2011–12 Lithuanian Football Cup

Tournament details
- Country: Lithuania

Final positions
- Champions: Žalgiris (6th title)
- Runners-up: Ekranas

= 2011–12 Lithuanian Football Cup =

The 2011–12 Lithuanian Football Cup was the 23rd season of the Lithuanian annual football knock-out tournament. The competition started on 5 June 2011 with the matches of the first round and ended on 20 May 2012. Ekranas were the defending champions.

The winners will qualify for the second qualifying round of the 2012–13 UEFA Europa League.

==First round==
The matches were played around 5 June 2011.

| Team 1 | Score | Team 2 |
|---|---|---|
| Jambo Klaipėda | 9–0 | Oniksas Kaunas |
| FK Prelegentai Vilnius | 6–3 | FK Troja Vilnius |
| Legionas Lavoriškės | 0–3 w/o | Bekentas Vilnius |
| FK Pagegiai | 3–0 w/o | Euforija Vilnius |
| FK Fanai Šiauliai | 0–0 a.e.t. 4–2 pen | Sarema Klaipeda |
| FM Granitas Vilnius | 12–0 | Vulkanas Jurbarkas |
| Visas Labas Kaunas | 4–0 | Dainava Veisiejai |
| GB United Vilnius | 1–0 | Grifas Šiauliai |
| FK Sakuona-Klarksonas Plikiai | 6–1 | Trivartis Joniškis |
| Pietu IV Vilnius | 3–2 a.e.t. | FK Rezervai Vilnius |
| Polonija | 3–1 | FK TEC Vilnius |
| 91 United Kaunas | 3–2 | FK Kiemas Vilnius |
| Centras Alytus | 2–1 | FK Viltis Vilnius |
| Peruno Vilnius | 1–0 | Adiada Šiauliai |
| Fortas Kaunas | 3–1 | Saulininkas Šiauliai |
| FK Rytas Vilnius | 1–2 | FK Pipirini Rokiškis |
| FK Narjanta Kupiskis | 0–3 | FK Baltai Kaišiadorys |
| Fakyrai Vilnius | 1–1 a.e.t. 4–2 pen | FC KUPSC Šiauliai |
| FK Olimpija Vilnius | 0–2 | Lokomotyvas Radviliskis |
| Ozas | 3–1 | FK Gariūnai Vilnius |
| Aktas Vilnius | 7–1 | LiCS Vilnius |
| FK Ozo tapyrai Vilnius | 2–0 | Sesupe Cyckai |

==Second round==
The matches were played around 3 July 2011.
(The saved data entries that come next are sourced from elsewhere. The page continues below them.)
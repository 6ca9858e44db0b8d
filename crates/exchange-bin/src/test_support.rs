//! Route test harness: a node in a temp data directory whose outbound
//! deliveries are recorded instead of sent.

use crate::app::AppState;
use crate::{api, p2p};
use async_trait::async_trait;
use axum::body::Body;
use axum::http::{header, Method, Request, StatusCode};
use axum::response::Response;
use axum::Router;
use blob_store::{BlobError, BlobMetadata};
use delivery_queue::{BlobTask, DeliveryResult, MessageTask, Transport};
use exchange_config_and_utils::{Config, Paths};
use parking_lot::Mutex;
use peer_identity::TlsContext;
use serde_json::Value;
use std::sync::Arc;
use std::time::Duration;
use tempfile::TempDir;
use tokio::io::AsyncReadExt;
use tower::ServiceExt;

pub const NODE_CERT: &str = include_str!("../../peer-identity/testdata/node-cert.pem");
pub const NODE_KEY: &str = include_str!("../../peer-identity/testdata/node-key.pem");
pub const PEER_CERT: &str = include_str!("../../peer-identity/testdata/peer-cert.pem");

#[derive(Default)]
pub struct RecordingTransport {
    pub messages: Mutex<Vec<MessageTask>>,
    pub blobs: Mutex<Vec<(BlobTask, Vec<u8>)>>,
}

#[async_trait]
impl Transport for RecordingTransport {
    async fn send_message(&self, task: &MessageTask) -> DeliveryResult<()> {
        self.messages.lock().push(task.clone());
        Ok(())
    }

    async fn send_blob(&self, task: &BlobTask, mut file: tokio::fs::File) -> DeliveryResult<()> {
        let mut content = Vec::new();
        file.read_to_end(&mut content)
            .await
            .map_err(BlobError::from)?;
        self.blobs.lock().push((task.clone(), content));
        Ok(())
    }
}

pub struct TestNode {
    pub state: AppState,
    pub transport: Arc<RecordingTransport>,
    _dir: TempDir,
}

impl TestNode {
    pub async fn start() -> Self {
        Self::with_config(Config::default()).await
    }

    pub async fn with_config(config: Config) -> Self {
        let dir = tempfile::tempdir().unwrap();
        let paths = Paths::with_base_dir(dir.path().to_path_buf());
        paths.ensure_dirs().unwrap();
        std::fs::write(paths.cert_file(), NODE_CERT).unwrap();
        std::fs::write(paths.key_file(), NODE_KEY).unwrap();

        let tls = TlsContext::load(paths.clone(), Duration::from_secs(2)).unwrap();
        let transport = Arc::new(RecordingTransport::default());
        let state =
            AppState::with_transport(config, paths, Arc::new(tls), transport.clone()).unwrap();

        Self {
            state,
            transport,
            _dir: dir,
        }
    }

    pub fn router(&self) -> Router {
        api::router(self.state.clone())
    }

    pub fn p2p_router(&self) -> Router {
        p2p::router(self.state.clone())
    }

    pub async fn store_blob(&self, path: &str, content: &'static [u8]) -> BlobMetadata {
        let body = futures::stream::iter([Ok::<_, std::io::Error>(bytes_of(content))]);
        self.state.blobs.store(path, body).await.unwrap()
    }
}

fn bytes_of(content: &'static [u8]) -> axum::body::Bytes {
    axum::body::Bytes::from_static(content)
}

pub fn get(uri: &str) -> Request<Body> {
    Request::builder().uri(uri).body(Body::empty()).unwrap()
}

pub fn json_request(method: Method, uri: &str, body: Value) -> Request<Body> {
    Request::builder()
        .method(method)
        .uri(uri)
        .header(header::CONTENT_TYPE, "application/json")
        .body(Body::from(body.to_string()))
        .unwrap()
}

/// One multipart form part.
pub struct FormPart<'a> {
    name: &'a str,
    file_name: Option<&'a str>,
    content: &'a [u8],
}

impl<'a> FormPart<'a> {
    pub fn text(name: &'a str, value: &'a str) -> Self {
        Self {
            name,
            file_name: None,
            content: value.as_bytes(),
        }
    }

    pub fn file(name: &'a str, file_name: &'a str, content: &'a [u8]) -> Self {
        Self {
            name,
            file_name: Some(file_name),
            content,
        }
    }
}

const BOUNDARY: &str = "exchange-test-boundary";

pub fn multipart_request(method: Method, uri: &str, parts: &[FormPart<'_>]) -> Request<Body> {
    let mut body = Vec::new();
    for part in parts {
        body.extend_from_slice(format!("--{BOUNDARY}\r\n").as_bytes());
        let disposition = match part.file_name {
            Some(file_name) => format!(
                "Content-Disposition: form-data; name=\"{}\"; filename=\"{file_name}\"\r\n\
                 Content-Type: application/octet-stream\r\n",
                part.name
            ),
            None => format!("Content-Disposition: form-data; name=\"{}\"\r\n", part.name),
        };
        body.extend_from_slice(disposition.as_bytes());
        body.extend_from_slice(b"\r\n");
        body.extend_from_slice(part.content);
        body.extend_from_slice(b"\r\n");
    }
    body.extend_from_slice(format!("--{BOUNDARY}--\r\n").as_bytes());

    Request::builder()
        .method(method)
        .uri(uri)
        .header(
            header::CONTENT_TYPE,
            format!("multipart/form-data; boundary={BOUNDARY}"),
        )
        .body(Body::from(body))
        .unwrap()
}

pub async fn send_raw(router: &Router, request: Request<Body>) -> Response {
    router.clone().oneshot(request).await.unwrap()
}

/// Status plus the JSON body, or `Null` for an empty body.
pub async fn send(router: &Router, request: Request<Body>) -> (StatusCode, Value) {
    let response = send_raw(router, request).await;
    let status = response.status();
    let body = axum::body::to_bytes(response.into_body(), usize::MAX)
        .await
        .unwrap();
    let value = if body.is_empty() {
        Value::Null
    } else {
        serde_json::from_slice(&body).unwrap()
    };
    (status, value)
}
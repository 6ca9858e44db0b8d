//! Serialized delivery queues.
//!
//! Each queue owns a FIFO of tasks and a `sending` flag. The submitter that
//! finds the flag clear sets it and spawns the single drain loop, which
//! pops and delivers until the queue is empty and then clears the flag.
//! A delivery that panics is logged and skipped; the loop keeps draining.

use crate::{with_retry, DeliveryError, DeliveryResult, RetryPolicy, Transport};
use async_trait::async_trait;
use blob_store::BlobStore;
use event_dispatcher::{
    new_event_id, BlobDelivered, BlobFailed, EventDispatcher, Headers, MessageDelivered,
    MessageFailed, OutboundEvent,
};
use futures::FutureExt;
use parking_lot::Mutex;
use peer_identity::Address;
use std::collections::VecDeque;
use std::panic::AssertUnwindSafe;
use std::sync::Arc;
use tracing::{debug, error, info, warn};

/// A message accepted for delivery to one peer.
#[derive(Debug, Clone)]
pub struct MessageTask {
    pub request_id: String,
    pub sender: Address,
    pub recipient: Address,
    /// Recipient's endpoint, without trailing slash.
    pub endpoint: String,
    pub message: String,
    pub headers: Option<Headers>,
}

/// A stored blob accepted for transfer to one peer.
#[derive(Debug, Clone)]
pub struct BlobTask {
    pub request_id: String,
    pub sender: Address,
    pub recipient: Address,
    pub endpoint: String,
    pub path: String,
}

/// Performs one task end to end and reports the outcome.
#[async_trait]
pub trait Delivery: Send + Sync + 'static {
    type Task: Send + 'static;

    async fn deliver(&self, task: Self::Task);
}

struct QueueState<T> {
    tasks: VecDeque<T>,
    sending: bool,
}

struct QueueInner<D: Delivery> {
    name: &'static str,
    worker: D,
    state: Mutex<QueueState<D::Task>>,
}

impl<D: Delivery> QueueInner<D> {
    async fn drain(&self) {
        loop {
            let task = {
                let mut state = self.state.lock();
                match state.tasks.pop_front() {
                    Some(task) => task,
                    None => {
                        state.sending = false;
                        debug!(queue = self.name, "Delivery queue drained");
                        return;
                    }
                }
            };
            if AssertUnwindSafe(self.worker.deliver(task))
                .catch_unwind()
                .await
                .is_err()
            {
                error!(queue = self.name, "Delivery panicked, task dropped");
            }
        }
    }
}

pub struct DeliveryQueue<D: Delivery> {
    inner: Arc<QueueInner<D>>,
}

impl<D: Delivery> Clone for DeliveryQueue<D> {
    fn clone(&self) -> Self {
        Self {
            inner: self.inner.clone(),
        }
    }
}

impl<D: Delivery> DeliveryQueue<D> {
    pub fn new(name: &'static str, worker: D) -> Self {
        Self {
            inner: Arc::new(QueueInner {
                name,
                worker,
                state: Mutex::new(QueueState {
                    tasks: VecDeque::new(),
                    sending: false,
                }),
            }),
        }
    }

    /// Accept a task. Returns immediately; delivery happens in the
    /// background, one task at a time, in submission order.
    pub fn submit(&self, task: D::Task) {
        let start_drain = {
            let mut state = self.inner.state.lock();
            state.tasks.push_back(task);
            !std::mem::replace(&mut state.sending, true)
        };

        if start_drain {
            let inner = self.inner.clone();
            tokio::spawn(async move { inner.drain().await });
        }
    }

    /// Tasks waiting behind the one being delivered.
    pub fn len(&self) -> usize {
        self.inner.state.lock().tasks.len()
    }

    pub fn is_empty(&self) -> bool {
        self.len() == 0
    }

    pub fn is_sending(&self) -> bool {
        self.inner.state.lock().sending
    }

    pub fn worker(&self) -> &D {
        &self.inner.worker
    }
}

pub struct MessageDelivery {
    transport: Arc<dyn Transport>,
    dispatcher: Arc<EventDispatcher>,
    retry: RetryPolicy,
}

impl MessageDelivery {
    pub fn new(
        transport: Arc<dyn Transport>,
        dispatcher: Arc<EventDispatcher>,
        retry: RetryPolicy,
    ) -> Self {
        Self {
            transport,
            dispatcher,
            retry,
        }
    }
}

#[async_trait]
impl Delivery for MessageDelivery {
    type Task = MessageTask;

    async fn deliver(&self, task: MessageTask) {
        let label = format!("POST {}/api/v1/messages", task.endpoint);
        let (transport, pending) = (&self.transport, &task);
        let result = with_retry(&self.retry, &label, |_| async move {
            transport.send_message(pending).await
        })
        .await;

        let event: OutboundEvent = match result {
            Ok(()) => {
                info!(request_id = %task.request_id, recipient = %task.recipient, "Message delivered");
                MessageDelivered {
                    id: new_event_id(),
                    sender: task.sender.to_string(),
                    recipient: task.recipient.to_string(),
                    message: task.message,
                    request_id: Some(task.request_id),
                    headers: task.headers,
                }
                .into()
            }
            Err(e) => {
                warn!(request_id = %task.request_id, recipient = %task.recipient, error = %e, "Failed to deliver message");
                MessageFailed {
                    id: new_event_id(),
                    sender: task.sender.to_string(),
                    recipient: task.recipient.to_string(),
                    message: task.message,
                    request_id: Some(task.request_id),
                    headers: task.headers,
                    error: e.to_string(),
                }
                .into()
            }
        };
        self.dispatcher.enqueue(event).await;
    }
}

pub struct BlobDelivery {
    transport: Arc<dyn Transport>,
    dispatcher: Arc<EventDispatcher>,
    store: Arc<BlobStore>,
    retry: RetryPolicy,
}

impl BlobDelivery {
    pub fn new(
        transport: Arc<dyn Transport>,
        dispatcher: Arc<EventDispatcher>,
        store: Arc<BlobStore>,
        retry: RetryPolicy,
    ) -> Self {
        Self {
            transport,
            dispatcher,
            store,
            retry,
        }
    }
}

#[async_trait]
impl Delivery for BlobDelivery {
    type Task = BlobTask;

    async fn deliver(&self, task: BlobTask) {
        let label = format!("PUT {}/api/v1/blobs{}", task.endpoint, task.path);
        // Re-open per attempt so every retry streams from the start.
        let (store, transport, pending) = (&self.store, &self.transport, &task);
        let result = with_retry(&self.retry, &label, |_| async move {
            let file = store.open(&pending.path).await?;
            transport.send_blob(pending, file).await
        })
        .await;

        let event: OutboundEvent = match result {
            Ok(()) => {
                info!(request_id = %task.request_id, path = %task.path, recipient = %task.recipient, "Blob delivered");
                BlobDelivered {
                    id: new_event_id(),
                    sender: task.sender.to_string(),
                    recipient: task.recipient.to_string(),
                    path: task.path,
                    request_id: Some(task.request_id),
                }
                .into()
            }
            Err(e) => {
                warn!(request_id = %task.request_id, path = %task.path, error = %e, "Failed to deliver blob");
                BlobFailed {
                    id: new_event_id(),
                    sender: task.sender.to_string(),
                    recipient: task.recipient.to_string(),
                    path: task.path,
                    request_id: Some(task.request_id),
                    error: e.to_string(),
                }
                .into()
            }
        };
        self.dispatcher.enqueue(event).await;
    }
}

pub type MessageQueue = DeliveryQueue<MessageDelivery>;
pub type BlobQueue = DeliveryQueue<BlobDelivery>;

impl DeliveryQueue<BlobDelivery> {
    /// Submit a transfer after confirming the blob exists. A missing blob
    /// is reported to the caller and never queued.
    pub async fn submit_stored(&self, task: BlobTask) -> DeliveryResult<()> {
        if !self.worker().store.exists(&task.path).await? {
            return Err(DeliveryError::BlobNotFound(task.path));
        }
        self.submit(task);
        Ok(())
    }
}
//! Shared node state.

use crate::api::DelegateRegistry;
use blob_store::BlobStore;
use delivery_queue::{
    BlobDelivery, BlobQueue, DeliveryQueue, HttpTransport, MessageDelivery, MessageQueue,
    RetryPolicy, Transport,
};
use event_dispatcher::EventDispatcher;
use exchange_config_and_utils::{Config, CoreResult, Paths, PeerRegistry};
use peer_identity::TlsContext;
use std::sync::Arc;

/// Everything the handlers need, built once at startup and cloned per request.
#[derive(Clone)]
pub struct AppState {
    pub config: Arc<Config>,
    pub paths: Arc<Paths>,
    /// This node's peer id, derived from its certificate.
    pub local_id: Arc<str>,
    pub tls: Arc<TlsContext>,
    pub peers: Arc<PeerRegistry>,
    pub dispatcher: Arc<EventDispatcher>,
    pub blobs: Arc<BlobStore>,
    pub messages: MessageQueue,
    pub transfers: BlobQueue,
    /// WebSocket connections waiting to become the event consumer.
    pub delegates: Arc<DelegateRegistry>,
}

impl AppState {
    pub fn build(config: Config, paths: Paths, tls: Arc<TlsContext>) -> CoreResult<Self> {
        let transport: Arc<dyn Transport> = Arc::new(HttpTransport::new(tls.clone()));
        Self::with_transport(config, paths, tls, transport)
    }

    /// Build with a caller-supplied transport for outbound deliveries.
    pub fn with_transport(
        config: Config,
        paths: Paths,
        tls: Arc<TlsContext>,
        transport: Arc<dyn Transport>,
    ) -> CoreResult<Self> {
        let peers = Arc::new(PeerRegistry::load(paths.clone(), config.clone())?);
        let dispatcher = Arc::new(EventDispatcher::new(
            config.events.max_inflight,
            config.events.queue_size,
        ));
        let blobs = Arc::new(BlobStore::new(paths.blobs_dir()));
        let retry = RetryPolicy::from(&config.delivery);

        let messages = DeliveryQueue::new(
            "messages",
            MessageDelivery::new(transport.clone(), dispatcher.clone(), retry),
        );
        let transfers = DeliveryQueue::new(
            "blobs",
            BlobDelivery::new(transport, dispatcher.clone(), blobs.clone(), retry),
        );

        Ok(Self {
            local_id: Arc::from(tls.peer_id()),
            config: Arc::new(config),
            paths: Arc::new(paths),
            tls,
            peers,
            dispatcher,
            blobs,
            messages,
            transfers,
            delegates: Arc::new(DelegateRegistry::default()),
        })
    }
}
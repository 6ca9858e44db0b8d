//! Outbound message and blob transfer submission.

use super::parse_body;
use crate::app::AppState;
use crate::error::{RequestError, RequestResult};
use axum::body::Bytes;
use axum::extract::State;
use axum::Json;
use blob_store::validate_blob_path;
use delivery_queue::{BlobTask, MessageTask};
use event_dispatcher::Headers;
use peer_identity::AddressBook;
use serde::{Deserialize, Serialize};
use tracing::info;

#[derive(Debug, Deserialize)]
#[serde(rename_all = "camelCase")]
pub struct SendMessageRequest {
    pub message: Option<String>,
    pub recipient: Option<String>,
    /// Defaults to this node with no destination.
    pub sender: Option<String>,
    #[serde(rename = "requestID", alias = "requestId")]
    pub request_id: Option<String>,
    pub headers: Option<Headers>,
}

#[derive(Debug, Deserialize)]
#[serde(rename_all = "camelCase")]
pub struct SendBlobRequest {
    pub path: Option<String>,
    pub recipient: Option<String>,
    pub sender: Option<String>,
    #[serde(rename = "requestID", alias = "requestId")]
    pub request_id: Option<String>,
}

#[derive(Debug, Serialize)]
pub struct Accepted {
    #[serde(rename = "requestID")]
    pub request_id: String,
}

fn request_id(supplied: Option<String>) -> String {
    supplied.unwrap_or_else(|| uuid::Uuid::new_v4().to_string())
}

pub async fn send_message(
    State(state): State<AppState>,
    body: Bytes,
) -> RequestResult<Json<Accepted>> {
    let request: SendMessageRequest = parse_body(&body)?;
    let message = request
        .message
        .ok_or_else(|| RequestError::bad_request("Missing message"))?;
    let recipient = request
        .recipient
        .ok_or_else(|| RequestError::bad_request("Missing recipient"))?;

    let snapshot = state.peers.snapshot().await;
    let book = AddressBook::new(&state.local_id, &snapshot);
    let sender = book.resolve_sender(request.sender.as_deref().unwrap_or(&*state.local_id))?;
    let (recipient, peer) = book.resolve_recipient(&recipient)?;

    let request_id = request_id(request.request_id);
    info!(request_id = %request_id, recipient = %recipient, "Message accepted");
    state.messages.submit(MessageTask {
        request_id: request_id.clone(),
        sender,
        recipient,
        endpoint: peer.endpoint.clone(),
        message,
        headers: request.headers,
    });

    Ok(Json(Accepted { request_id }))
}

pub async fn send_blob(
    State(state): State<AppState>,
    body: Bytes,
) -> RequestResult<Json<Accepted>> {
    let request: SendBlobRequest = parse_body(&body)?;
    let path = request
        .path
        .ok_or_else(|| RequestError::bad_request("Missing path"))?;
    validate_blob_path(&path)?;
    let recipient = request
        .recipient
        .ok_or_else(|| RequestError::bad_request("Missing recipient"))?;

    let snapshot = state.peers.snapshot().await;
    let book = AddressBook::new(&state.local_id, &snapshot);
    let sender = book.resolve_sender(request.sender.as_deref().unwrap_or(&*state.local_id))?;
    let (recipient, peer) = book.resolve_recipient(&recipient)?;

    let request_id = request_id(request.request_id);
    info!(request_id = %request_id, path = %path, recipient = %recipient, "Blob transfer accepted");
    state
        .transfers
        .submit_stored(BlobTask {
            request_id: request_id.clone(),
            sender,
            recipient,
            endpoint: peer.endpoint.clone(),
            path,
        })
        .await?;

    Ok(Json(Accepted { request_id }))
}
//! Configuration, data directory layout and peer persistence for the
//! data exchange node.

mod config;
mod error;
mod logging;
mod paths;
mod peers;

pub use config::{
    Config, DeliveryConfig, EventsConfig, ListenerConfig, DEFAULT_API_PORT, DEFAULT_LOG_LEVEL,
    DEFAULT_MAX_INFLIGHT, DEFAULT_MAX_QUEUE_SIZE, DEFAULT_P2P_PORT,
};
pub use error::{CoreError, CoreResult};
pub use logging::init_logging;
pub use paths::Paths;
pub use peers::{Peer, PeerRegistry, PeerSnapshot};
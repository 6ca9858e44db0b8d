//! TLS accept loop for the peer listener.

use super::{router, PeerIdentity};
use crate::app::AppState;
use hyper::body::Incoming;
use hyper::service::service_fn;
use hyper::Request;
use hyper_util::rt::TokioIo;
use peer_identity::{derive_peer_id, CertSubject, IdentityError, IdentityResult};
use std::net::SocketAddr;
use std::time::Duration;
use tokio::net::{TcpListener, TcpStream};
use tokio_rustls::server::TlsStream;
use tokio_rustls::TlsAcceptor;
use tower::ServiceExt;
use tracing::{debug, warn};

/// Accept peer connections until the listener fails.
///
/// The server config is fetched per connection so certificates added at
/// runtime are trusted by the next handshake.
pub async fn serve(listener: TcpListener, state: AppState) -> std::io::Result<()> {
    let app = router(state.clone());
    loop {
        let (stream, remote) = match listener.accept().await {
            Ok(accepted) => accepted,
            Err(e) => {
                warn!(error = %e, "Failed to accept peer connection");
                tokio::time::sleep(Duration::from_millis(100)).await;
                continue;
            }
        };

        let acceptor = TlsAcceptor::from(state.tls.server_config());
        let app = app.clone();
        tokio::spawn(async move {
            let stream = match acceptor.accept(stream).await {
                Ok(stream) => stream,
                Err(e) => {
                    debug!(remote = %remote, error = %e, "Peer TLS handshake failed");
                    return;
                }
            };
            let peer = match identify(&stream) {
                Ok(peer) => peer,
                Err(e) => {
                    warn!(remote = %remote, error = %e, "Rejected peer connection");
                    return;
                }
            };
            serve_connection(stream, remote, peer, app).await;
        });
    }
}

async fn serve_connection(
    stream: TlsStream<TcpStream>,
    remote: SocketAddr,
    peer: PeerIdentity,
    app: axum::Router,
) {
    debug!(peer_id = %peer.id, remote = %remote, "Peer connected");
    let service = service_fn(move |mut request: Request<Incoming>| {
        request.extensions_mut().insert(peer.clone());
        app.clone().oneshot(request)
    });

    if let Err(e) = hyper::server::conn::http1::Builder::new()
        .serve_connection(TokioIo::new(stream), service)
        .await
    {
        debug!(remote = %remote, error = %e, "Peer connection closed with error");
    }
}

/// Peer id from the verified client certificate.
fn identify(stream: &TlsStream<TcpStream>) -> IdentityResult<PeerIdentity> {
    let (_, connection) = stream.get_ref();
    let certificate = connection
        .peer_certificates()
        .and_then(|chain| chain.first())
        .ok_or(IdentityError::UnidentifiablePeer)?;
    let subject = CertSubject::from_der(certificate.as_ref())?;
    Ok(PeerIdentity {
        id: derive_peer_id(&subject)?,
    })
}
//! Logging initialization for the node.
//!
//! Thin wrapper over the observability crate so the binary has one call to
//! make. Logs go to stderr and, when a path is given, to a JSONL file.

use crate::CoreResult;
use std::path::Path;

/// Service name written into every JSONL line.
const SERVICE_NAME: &str = "data-exchange";

/// Initialize the logging system.
///
/// # Arguments
///
/// * `level` - Default log level (trace, debug, info, warn, error);
///   `RUST_LOG` takes precedence when set
/// * `log_path` - Optional JSONL file to append structured entries to
///
/// # Example
///
/// ```ignore
/// init_logging("info", Some(&paths.log_file()))?;
/// tracing::info!("node started");
/// ```
pub fn init_logging(level: &str, log_path: Option<&Path>) -> CoreResult<()> {
    observability::init_with_config(observability::LogConfig {
        service_name: SERVICE_NAME.into(),
        default_level: level.into(),
        log_path: log_path.map(Path::to_path_buf),
        also_stderr: true,
    })?;
    Ok(())
}
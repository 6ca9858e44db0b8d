//! Node configuration (`config.json`).

use crate::{CoreResult, Paths, Peer};
use serde::{Deserialize, Serialize};
use std::path::Path;

/// Default log level.
pub const DEFAULT_LOG_LEVEL: &str = "info";
pub const DEFAULT_API_PORT: u16 = 3000;
pub const DEFAULT_P2P_PORT: u16 = 3001;
/// Events handed to the consumer but not yet acknowledged.
pub const DEFAULT_MAX_INFLIGHT: usize = 100;
/// Queued events at which producers start waiting.
pub const DEFAULT_MAX_QUEUE_SIZE: usize = 1000;
pub const DEFAULT_MAX_ATTEMPTS: u32 = 5;
pub const DEFAULT_RETRY_DELAY_MS: u64 = 500;
pub const DEFAULT_TIMEOUT_SECS: u64 = 30;

/// Address a listener binds to.
#[derive(Debug, Clone, PartialEq, Eq, Serialize, Deserialize)]
#[serde(rename_all = "camelCase")]
pub struct ListenerConfig {
    pub hostname: String,
    pub port: u16,
    /// Public URL advertised to peers (p2p listener only).
    #[serde(default, skip_serializing_if = "Option::is_none")]
    pub endpoint: Option<String>,
}

impl ListenerConfig {
    fn with_port(port: u16) -> Self {
        Self {
            hostname: "0.0.0.0".to_string(),
            port,
            endpoint: None,
        }
    }

    /// `hostname:port`, suitable for `TcpListener::bind`.
    pub fn bind_address(&self) -> String {
        format!("{}:{}", self.hostname, self.port)
    }
}

fn default_api_listener() -> ListenerConfig {
    ListenerConfig::with_port(DEFAULT_API_PORT)
}

fn default_p2p_listener() -> ListenerConfig {
    ListenerConfig::with_port(DEFAULT_P2P_PORT)
}

/// Outbound event window sizing.
#[derive(Debug, Clone, PartialEq, Eq, Serialize, Deserialize)]
#[serde(rename_all = "camelCase")]
pub struct EventsConfig {
    #[serde(default = "default_max_inflight")]
    pub max_inflight: usize,
    #[serde(default = "default_queue_size")]
    pub queue_size: usize,
}

fn default_max_inflight() -> usize {
    DEFAULT_MAX_INFLIGHT
}

fn default_queue_size() -> usize {
    DEFAULT_MAX_QUEUE_SIZE
}

impl Default for EventsConfig {
    fn default() -> Self {
        Self {
            max_inflight: DEFAULT_MAX_INFLIGHT,
            queue_size: DEFAULT_MAX_QUEUE_SIZE,
        }
    }
}

/// Retry policy for outbound transfers.
#[derive(Debug, Clone, PartialEq, Eq, Serialize, Deserialize)]
#[serde(rename_all = "camelCase")]
pub struct DeliveryConfig {
    #[serde(default = "default_max_attempts")]
    pub max_attempts: u32,
    #[serde(default = "default_retry_delay_ms")]
    pub retry_delay_ms: u64,
    #[serde(default = "default_timeout_secs")]
    pub timeout_secs: u64,
}

fn default_max_attempts() -> u32 {
    DEFAULT_MAX_ATTEMPTS
}

fn default_retry_delay_ms() -> u64 {
    DEFAULT_RETRY_DELAY_MS
}

fn default_timeout_secs() -> u64 {
    DEFAULT_TIMEOUT_SECS
}

impl Default for DeliveryConfig {
    fn default() -> Self {
        Self {
            max_attempts: DEFAULT_MAX_ATTEMPTS,
            retry_delay_ms: DEFAULT_RETRY_DELAY_MS,
            timeout_secs: DEFAULT_TIMEOUT_SECS,
        }
    }
}

fn default_log_level() -> String {
    DEFAULT_LOG_LEVEL.to_string()
}

/// Main node configuration.
#[derive(Debug, Clone, Serialize, Deserialize)]
#[serde(rename_all = "camelCase")]
pub struct Config {
    /// Log level (trace, debug, info, warn, error).
    #[serde(default = "default_log_level")]
    pub log_level: String,
    /// Local API listener (plain HTTP, API-key protected).
    #[serde(default = "default_api_listener")]
    pub api: ListenerConfig,
    /// Peer listener (mutual TLS).
    #[serde(default = "default_p2p_listener")]
    pub p2p: ListenerConfig,
    /// Required in `x-api-key` on every local API request when set.
    #[serde(default, skip_serializing_if = "Option::is_none")]
    pub api_key: Option<String>,
    /// Destinations served behind this node.
    #[serde(default, skip_serializing_if = "Vec::is_empty")]
    pub destinations: Vec<String>,
    #[serde(default)]
    pub events: EventsConfig,
    #[serde(default)]
    pub delivery: DeliveryConfig,
    /// Peers from configuration files that predate `peers/data.json`.
    /// Moved into the peer registry on first load.
    #[serde(default, skip_serializing_if = "Vec::is_empty")]
    pub peers: Vec<Peer>,
}

impl Default for Config {
    fn default() -> Self {
        Self {
            log_level: DEFAULT_LOG_LEVEL.to_string(),
            api: default_api_listener(),
            p2p: default_p2p_listener(),
            api_key: None,
            destinations: Vec::new(),
            events: EventsConfig::default(),
            delivery: DeliveryConfig::default(),
            peers: Vec::new(),
        }
    }
}

impl Config {
    /// Load configuration from the data directory, falling back to defaults
    /// when no file exists. Environment variables override file values.
    pub fn load(paths: &Paths) -> CoreResult<Self> {
        let config_path = paths.config_file();

        let mut config = if config_path.exists() {
            Self::load_from_file(&config_path)?
        } else {
            Self::default()
        };

        config.load_from_env();

        Ok(config)
    }

    /// Load configuration from a specific file.
    pub fn load_from_file(path: &Path) -> CoreResult<Self> {
        let content = std::fs::read_to_string(path)?;
        let config: Config = serde_json::from_str(&content)?;
        Ok(config)
    }

    /// Save configuration to the data directory.
    pub fn save(&self, paths: &Paths) -> CoreResult<()> {
        std::fs::create_dir_all(paths.base_dir())?;
        let content = serde_json::to_string_pretty(self)?;
        std::fs::write(paths.config_file(), content)?;
        Ok(())
    }

    fn load_from_env(&mut self) {
        if let Ok(log_level) = std::env::var("LOG_LEVEL") {
            self.log_level = log_level;
        }
    }

    /// URL peers use to reach this node.
    pub fn p2p_endpoint(&self) -> String {
        self.p2p
            .endpoint
            .clone()
            .unwrap_or_else(|| format!("https://{}:{}", self.p2p.hostname, self.p2p.port))
    }
}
| Team 1 | Score | Team 2 |
|---|---|---|
| Polonija | 5–4 | Pietu IV Vilnius |
| FK Baltai Kaišiadorys | 1–0 a.e.t. | FK Ozo tapyrai Vilnius |
| FK Prelegentai Vilnius | 2–2 a.e.t. 4–5 pen | 91 United Kaunas |
| Fortas Kaunas | 3–2 | Lokomotyvas Radviliskis |
| Ozas | 2–3 | Jambo Klaipėda |
| FM Granitas Vilnius | 4–1 | Centras Alytus |
| Fakyrai Vilnius | 1–2 | Visas Labas Kaunas |
| Aktas Vilnius | 1–0 a.e.t. | FK Fanai Šiauliai |
| FK Pipirini Rokiškis | 5–0 | Peruno Vilnius |
| Bekentas Vilnius | 1–0 | GB United Vilnius |
| FK Sakuona-Klarksonas Plikiai | 3–0 | FK Pagegiai |

==Third round==
The matches were played between 23 August and 9 September 2011.

| Team 1 | Score | Team 2 |
|---|---|---|
| Venta Kuršėnai | 5–2 | FK Sakuona-Klarksonas Plikiai |
| FM Granitas Vilnius | 2–1 | 91 United Kaunas |
| Bekentas Vilnius | 3–0 | Visas Labas Kaunas |
| FK Reo LT Vilnius | 3–0 w/o | FK Baltai Kaišiadorys |
| FK Pipirini Rokiškis | 1–3 a.e.t. | Šilutė |
| Jambo Klaipėda | 0–0 a.e.t. 3–2 pen | Aktas Vilnius |
| Minija Kretinga | 1–4 | FK Trakai |
| Fortas Kaunas | 1–2 | Polonija |

==Fourth round==
These matches were played on 27 and 28 September 2011.

| Team 1 | Score | Team 2 |
|---|---|---|
| Jambo Klaipėda | 2–1 | Atletas Kaunas |
| FK Lifosa Kedainiai | 7–2 | Venta Kuršėnai |
| Kaunas | 3–0 | FM Granitas Vilnius |
| FK Trakai | 1–4 | Atlantas |
| Mažeikiai | 3–1 a.e.t. | Dainava |
| Lietava | 0–1 | FK Reo LT Vilnius |
| Šilutė | 0–1 | Nevėžis |
| Bekentas Vilnius | 0–2 | Polonija |

==Fifth round==
These matches took place on 18 and 19 October 2011.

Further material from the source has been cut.